Most of the public prognostications about immigration are performance rather than policy, because since the major Enlargement of the European Union in 2004, right in the middle of the last Labour government, there has been a labour-market of 500 million people but without legislation to protect working conditions. What the EU proudly calls the 'largest enlargement so far' took place in 2004 and saw ten new countries join the EU including the Czech Republic, Poland, Slovakia, Solvenia, Hungary and the Baltic States. This creation of a huge pool of surplus and low-paid Labour was inevitably going to create downward pressure on wages and cause migration from lower- to higher-paid economies across Europe.

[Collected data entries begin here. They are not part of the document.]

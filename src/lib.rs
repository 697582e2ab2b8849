//! CMS admin layout editing: the backend side of the free-form canvas.
//!
//! The [`canvas`] crate owns geometry, gestures and the JSON layout codec.
//! This crate connects it to the CMS:
//!
//! | Module | Role |
//! |--------|------|
//! | [`config`] | Typed configuration from environment variables |
//! | [`error`] | Error types for configuration, storage and the local cache |
//! | [`format`] | Binds a payload type to its stored document shape |
//! | [`page`] | Page-builder blocks |
//! | [`orgchart`] | Org-chart nodes and edges |
//! | [`store`] | Where layouts live on the backend, and the HTTP client for it |
//! | [`cache`] | Last-known-good copy of each layout on local disk |
//! | [`session`] | One editing session: load fallback, dirty tracking, save state |

pub mod cache;
pub mod config;
pub mod error;
pub mod format;
pub mod orgchart;
pub mod page;
pub mod session;
pub mod store;
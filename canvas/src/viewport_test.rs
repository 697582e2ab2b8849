#![allow(clippy::float_cmp)]

use super::*;

#[test]
fn default_viewport_is_identity() {
    let vp = Viewport::default();
    assert_eq!(vp.to_canvas(ClientPoint::new(150.0, 130.0)), Point::new(150, 130));
}

#[test]
fn origin_is_subtracted() {
    let mut vp = Viewport::default();
    vp.set_origin(240.0, 64.0);
    assert_eq!(vp.to_canvas(ClientPoint::new(340.0, 164.0)), Point::new(100, 100));
}

#[test]
fn scroll_is_added() {
    let mut vp = Viewport::default();
    vp.set_scroll(500.0, 250.0);
    assert_eq!(vp.to_canvas(ClientPoint::new(10.0, 10.0)), Point::new(510, 260));
}

#[test]
fn negative_scroll_clamps_to_zero() {
    let mut vp = Viewport::default();
    vp.set_scroll(-10.0, -20.0);
    assert_eq!(vp.scroll_x, 0.0);
    assert_eq!(vp.scroll_y, 0.0);
}

#[test]
fn zoom_divides_after_offsets() {
    let mut vp = Viewport::default();
    vp.set_origin(100.0, 0.0);
    vp.set_scroll(100.0, 0.0);
    vp.set_zoom(2.0);
    // (300 - 100 + 100) / 2
    assert_eq!(vp.to_canvas(ClientPoint::new(300.0, 80.0)), Point::new(150, 40));
}

#[test]
fn fractional_positions_round() {
    let mut vp = Viewport::default();
    vp.set_zoom(1.5);
    assert_eq!(vp.to_canvas(ClientPoint::new(100.0, 101.0)), Point::new(67, 67));
}

#[test]
fn zoom_clamps() {
    let mut vp = Viewport::default();
    vp.set_zoom(100.0);
    assert_eq!(vp.zoom, crate::consts::MAX_ZOOM);
    vp.set_zoom(0.0);
    assert_eq!(vp.zoom, crate::consts::MIN_ZOOM);
    vp.set_zoom(f64::NAN);
    assert_eq!(vp.zoom, 1.0);
}

#[test]
fn to_client_inverts_to_canvas() {
    let mut vp = Viewport::default();
    vp.set_origin(12.0, 34.0);
    vp.set_scroll(40.0, 80.0);
    vp.set_zoom(2.0);
    let pt = Point::new(123, 456);
    assert_eq!(vp.to_canvas(vp.to_client(pt)), pt);
}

I opposed the Enlargement because I saw that it would increase the size of the low-skilled labour-market and therefore as part of a corporate agenda to undermine the power of working people. I lived in Wales at the time and it was obvious from that vantage-point that the life-chances of those who relied on employment in the factories of multinational companies would suffer seriously if workers earning far less were to become available within the same single market. I assume that Chris Bryant, MP for the Rhondda, has a similar vantage-point but his protestations come to late and with no concrete policies attached. If trade unions, and the Labour parties that were supposed to represent labour and were in power in many of the EU countries at the time, had insisted on equal terms and conditions and a single European minimum wage then the Enlargement could indeed have spread poverty eastwards, but without this agreement it actually brought poverty and employment insecurity westwards.

The conditions of employment, democratic rights and legal protections we enjoy in the UK--the very reason that living and working here is so attractive to those overseas--were won as a consequence of long and bitter struggles. Globalisation, through the expansion of out-sourcing and off-shoring as well as the freer movement of labour, has weakened these rights. This is an issue that stems from the relative power of capital and labour rather than an argument about who us, or is not, a racist. The whole immigration debate is a classic example of divide-and-rule, distracting from the obvious truth that all workers need to be protected with basic employment rights and minimum wage rates.

In the 19th-century the attempt by those who control capital to exploit workers by moving them beyond their sphere of natural rights was recognised and the proposal was one if international solidarity: that workers of the world should unite. If Chris Bryant is to move beyond rhetoric, and to convince working people that there is some purpose in voting Labour, then he needs to get his union friends across Europe to organise that solidarity and call for uniform working conditions and a Europe-wide minimum wage.